#### Assigned task
Extract all lines from the data beneath that include the word "String".

#### Exercise data
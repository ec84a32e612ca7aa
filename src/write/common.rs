use aws_sdk_dynamodb::types;

/// Arguments common to all single-item write operations (Put, Update, Delete).
#[derive(Clone, Debug, Default, PartialEq)]
pub struct WriteArgs {
    /// Whether to return the consumed capacity information.
    pub return_consumed_capacity: Option<types::ReturnConsumedCapacity>,
    /// Whether to return item collection metrics.
    pub return_item_collection_metrics: Option<types::ReturnItemCollectionMetrics>,
    /// Which item attributes to return in the response.
    ///
    /// Options: `AllOld`, `AllNew`, `UpdatedOld`, `UpdatedNew`, or `None`.
    pub return_values: Option<types::ReturnValue>,
    /// The name of the table to write to.
    pub table_name: String,
}

impl WriteArgs {
    /// Build write arguments for a table.
    pub fn new(table_name: impl Into<String>, return_values: Option<types::ReturnValue>) -> Self {
        Self {
            return_consumed_capacity: None,
            return_item_collection_metrics: None,
            return_values,
            table_name: table_name.into(),
        }
    }
}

#### Solution to this problem
    pub table_name: String,
    pub fn new(table_name: impl Into<String>, return_values: Option<types::ReturnValue>) -> Self {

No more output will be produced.